** Recorded information **

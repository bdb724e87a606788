//! Convergence tracking after mutating commands
//!
//! Provides:
//! - Readiness predicates per entity kind
//! - A bounded poller that re-observes an entity until it converges,
//!   disappears, runs out of attempts or is superseded

mod poller;
mod predicate;


pub use poller::{
    PollEvent, PollHandle, PollOutcome, PollPolicy, PollState, ReadinessPoller, SessionCancel,
    DETAIL_NOT_FOUND, DETAIL_SUPERSEDED, DETAIL_TIMEOUT,
};
pub use predicate::Readiness;

use crate::models::{EntityKind, ReconciledSet};
use async_trait::async_trait;
use std::sync::Arc;

/// Fresh reconciled views for the poller.
///
/// `observe` runs one full load of the kind's stream. `None` means the tick
/// produced no usable observation (the load failed before anything could be
/// committed).
#[async_trait]
pub trait ViewProvider: Send + Sync {
    async fn observe(&self, kind: EntityKind) -> Option<Arc<ReconciledSet>>;
}
//! Convergence board commands

use anyhow::Result;
use tabled::Tabled;

use crate::client::{ApiClient, SessionReport};
use crate::output::{color_poll_state, or_dash, print_rows, OutputFormat};

#[derive(Tabled)]
struct SessionRow {
    #[tabled(rename = "Entity")]
    identity: String,
    #[tabled(rename = "Command")]
    command: String,
    #[tabled(rename = "State")]
    state: String,
    #[tabled(rename = "Attempt")]
    attempt: u32,
    #[tabled(rename = "Status")]
    status: String,
    #[tabled(rename = "Updated")]
    updated: String,
}

pub async fn fetch_sessions(client: &ApiClient) -> Result<Vec<SessionReport>> {
    client.get("api/v1/sessions").await
}

pub async fn list_sessions(client: &ApiClient, format: OutputFormat) -> Result<()> {
    let sessions = fetch_sessions(client).await?;

    let rows: Vec<SessionRow> = sessions
        .iter()
        .map(|s| SessionRow {
            identity: s.identity.to_string(),
            command: s.command.clone(),
            state: color_poll_state(s.state),
            attempt: s.attempt,
            status: or_dash(s.detail.as_deref().or(s.status.as_deref())),
            updated: s.updated_at.format("%H:%M:%S").to_string(),
        })
        .collect();

    print_rows(rows, &sessions, format);
    Ok(())
}
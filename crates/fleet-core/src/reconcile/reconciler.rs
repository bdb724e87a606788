//! Stream reconciler
//!
//! One `load` is a full cycle for one entity kind: take a fresh epoch, fetch
//! inventory and live state concurrently, merge, and commit the result only
//! if no newer load of the same stream was issued in the meantime.
//!
//! Kinds the inventory does not track are built from live data alone; their
//! loads never touch the inventory source.

use super::epoch::{EpochGuard, EpochToken, StreamId};
use super::merge::merge;
use super::profile::{InventoryScope, KindProfile};
use crate::convergence::ViewProvider;
use crate::health::{components, HealthRegistry};
use crate::models::{EntityKind, FleetStatus, LiveFetch, ReconciledSet};
use crate::observability::FleetMetrics;
use crate::source::{InventorySource, LiveSource};
use anyhow::Result;
use async_trait::async_trait;
use chrono::Utc;
use dashmap::DashMap;
use serde::Serialize;
use std::sync::Arc;
use tokio::sync::broadcast;
use tokio::task::JoinHandle;
use tokio::time::Instant;
use tracing::{debug, info, warn};

/// Result of one load cycle
#[derive(Debug, Clone)]
pub enum LoadOutcome {
    /// The merged set was committed
    Applied(Arc<ReconciledSet>),
    /// A newer load of the same stream was issued; the result was discarded
    Superseded,
    /// Inventory could not be fetched; the last good set stays in place
    Failed { error: String },
}

impl LoadOutcome {
    pub fn as_str(&self) -> &'static str {
        match self {
            LoadOutcome::Applied(_) => "applied",
            LoadOutcome::Superseded => "superseded",
            LoadOutcome::Failed { .. } => "failed",
        }
    }

    pub fn applied(&self) -> Option<&Arc<ReconciledSet>> {
        match self {
            LoadOutcome::Applied(set) => Some(set),
            _ => None,
        }
    }
}

/// What a stream currently shows: the last committed set plus an inline
/// error when the most recent load failed.
#[derive(Debug, Clone, Default)]
pub struct StreamSnapshot {
    pub set: Option<Arc<ReconciledSet>>,
    pub error: Option<String>,
}

/// Notification that a stream committed a new set
#[derive(Debug, Clone, PartialEq, Serialize)]
#[serde(rename_all = "camelCase")]
pub struct StreamUpdate {
    pub kind: EntityKind,
    pub epoch: u64,
    pub entities: usize,
    pub live_available: bool,
}

pub struct Reconciler {
    inventory: Arc<dyn InventorySource>,
    live: Arc<dyn LiveSource>,
    guard: Arc<EpochGuard>,
    streams: DashMap<EntityKind, StreamSnapshot>,
    updates: broadcast::Sender<StreamUpdate>,
    health: Option<HealthRegistry>,
    metrics: FleetMetrics,
}

impl Reconciler {
    pub fn builder() -> ReconcilerBuilder {
        ReconcilerBuilder::new()
    }

    pub fn guard(&self) -> Arc<EpochGuard> {
        self.guard.clone()
    }

    /// Run one load cycle for `kind`
    pub async fn load(&self, kind: EntityKind) -> LoadOutcome {
        let stream = StreamId::for_kind(kind);
        let token = self.guard.next_epoch(&stream);
        let start = Instant::now();

        debug!(stream = %stream, epoch = token.value(), "Loading stream");

        let tracked = KindProfile::of(kind).inventory == InventoryScope::Tracked;
        let (inventory, live) = tokio::join!(
            async {
                if tracked {
                    self.inventory.list_inventory(kind).await
                } else {
                    Ok(Vec::new())
                }
            },
            self.live.list_live(kind)
        );

        let live = match live {
            Ok(records) => LiveFetch::Available(records),
            Err(e) => {
                warn!(stream = %stream, error = %e, "Live source unavailable");
                LiveFetch::unavailable(e.to_string())
            }
        };
        let live_error = match &live {
            LiveFetch::Unavailable { reason } => Some(reason.clone()),
            LiveFetch::Available(_) => None,
        };

        let outcome = match inventory {
            Ok(records) => {
                let views = merge(&records, &live);
                let set = ReconciledSet {
                    kind,
                    views,
                    live_available: live.is_available(),
                    epoch: token.value(),
                    fetched_at: Utc::now(),
                };
                self.commit(kind, &token, set)
            }
            Err(e) => self.annotate(kind, &token, e.to_string()),
        };

        let elapsed = start.elapsed();
        self.metrics
            .record_load(stream.as_str(), outcome.as_str(), elapsed.as_secs_f64());

        match &outcome {
            LoadOutcome::Applied(set) => {
                info!(
                    stream = %stream,
                    epoch = set.epoch,
                    entities = set.views.len(),
                    live_available = set.live_available,
                    elapsed_ms = elapsed.as_millis() as u64,
                    "Stream committed"
                );
                for status in FleetStatus::ALL {
                    self.metrics.set_reconciled(
                        stream.as_str(),
                        status.as_str(),
                        set.count_by_status(status) as i64,
                    );
                }
                let _ = self.updates.send(StreamUpdate {
                    kind,
                    epoch: set.epoch,
                    entities: set.views.len(),
                    live_available: set.live_available,
                });
            }
            LoadOutcome::Superseded => {
                debug!(stream = %stream, epoch = token.value(), "Discarding superseded load");
            }
            LoadOutcome::Failed { error } => {
                warn!(stream = %stream, epoch = token.value(), error = %error, "Inventory fetch failed, keeping last good set");
            }
        }

        if !matches!(outcome, LoadOutcome::Superseded) {
            self.report_health(&outcome, tracked, live_error).await;
        }

        outcome
    }

    /// Load `kind` on a background task
    pub fn spawn_load(self: &Arc<Self>, kind: EntityKind) -> JoinHandle<LoadOutcome> {
        let reconciler = self.clone();
        tokio::spawn(async move { reconciler.load(kind).await })
    }

    pub fn snapshot(&self, kind: EntityKind) -> Option<StreamSnapshot> {
        self.streams.get(&kind).map(|snapshot| snapshot.clone())
    }

    /// Kinds that have been loaded at least once
    pub fn loaded_kinds(&self) -> Vec<EntityKind> {
        let mut kinds: Vec<_> = self.streams.iter().map(|entry| *entry.key()).collect();
        kinds.sort_by_key(|kind| kind.as_str());
        kinds
    }

    pub fn subscribe(&self) -> broadcast::Receiver<StreamUpdate> {
        self.updates.subscribe()
    }

    // The epoch check runs under the stream's entry lock, so a stale load can
    // never overwrite a set committed by a newer one.
    fn commit(&self, kind: EntityKind, token: &EpochToken, set: ReconciledSet) -> LoadOutcome {
        let mut snapshot = self.streams.entry(kind).or_default();
        if !self.guard.is_current(token) {
            return LoadOutcome::Superseded;
        }
        let set = Arc::new(set);
        snapshot.set = Some(set.clone());
        snapshot.error = None;
        LoadOutcome::Applied(set)
    }

    fn annotate(&self, kind: EntityKind, token: &EpochToken, error: String) -> LoadOutcome {
        let mut snapshot = self.streams.entry(kind).or_default();
        if !self.guard.is_current(token) {
            return LoadOutcome::Superseded;
        }
        snapshot.error = Some(error.clone());
        LoadOutcome::Failed { error }
    }

    async fn report_health(&self, outcome: &LoadOutcome, tracked: bool, live_error: Option<String>) {
        let Some(health) = &self.health else {
            return;
        };

        match outcome {
            LoadOutcome::Failed { error } => {
                health
                    .set_degraded(components::INVENTORY_SOURCE, error.clone())
                    .await
            }
            _ => {
                if tracked {
                    health.set_healthy(components::INVENTORY_SOURCE).await;
                }
                health.set_ready(true).await;
            }
        }

        match live_error {
            Some(reason) => health.set_degraded(components::LIVE_SOURCE, reason).await,
            None => health.set_healthy(components::LIVE_SOURCE).await,
        }
    }
}

#[async_trait]
impl ViewProvider for Reconciler {
    async fn observe(&self, kind: EntityKind) -> Option<Arc<ReconciledSet>> {
        match self.load(kind).await {
            LoadOutcome::Applied(set) => Some(set),
            // someone else loaded the stream meanwhile; their result is fresher
            LoadOutcome::Superseded => self.snapshot(kind).and_then(|snapshot| snapshot.set),
            LoadOutcome::Failed { .. } => None,
        }
    }
}

/// Builder for [`Reconciler`]
pub struct ReconcilerBuilder {
    inventory: Option<Arc<dyn InventorySource>>,
    live: Option<Arc<dyn LiveSource>>,
    guard: Option<Arc<EpochGuard>>,
    health: Option<HealthRegistry>,
    update_buffer: usize,
}

impl ReconcilerBuilder {
    pub fn new() -> Self {
        Self {
            inventory: None,
            live: None,
            guard: None,
            health: None,
            update_buffer: 64,
        }
    }

    pub fn inventory(mut self, source: Arc<dyn InventorySource>) -> Self {
        self.inventory = Some(source);
        self
    }

    pub fn live(mut self, source: Arc<dyn LiveSource>) -> Self {
        self.live = Some(source);
        self
    }

    /// Use one backend for both reads
    pub fn sources<S>(self, source: Arc<S>) -> Self
    where
        S: InventorySource + LiveSource + 'static,
    {
        self.inventory(source.clone()).live(source)
    }

    /// Share an epoch guard with other components
    pub fn guard(mut self, guard: Arc<EpochGuard>) -> Self {
        self.guard = Some(guard);
        self
    }

    pub fn health(mut self, health: HealthRegistry) -> Self {
        self.health = Some(health);
        self
    }

    pub fn update_buffer(mut self, size: usize) -> Self {
        self.update_buffer = size;
        self
    }

    pub fn build(self) -> Result<Reconciler> {
        let inventory = self
            .inventory
            .ok_or_else(|| anyhow::anyhow!("Inventory source is required"))?;
        let live = self
            .live
            .ok_or_else(|| anyhow::anyhow!("Live source is required"))?;
        let (updates, _) = broadcast::channel(self.update_buffer.max(1));

        Ok(Reconciler {
            inventory,
            live,
            guard: self.guard.unwrap_or_default(),
            streams: DashMap::new(),
            updates,
            health: self.health,
            metrics: FleetMetrics::new(),
        })
    }
}

impl Default for ReconcilerBuilder {
    fn default() -> Self {
        Self::new()
    }
}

** Assignment **
Every line containing the string "ViewProvider" in the entries should be counted; give the resulting number and nothing else.

** Solution to this exercise **
3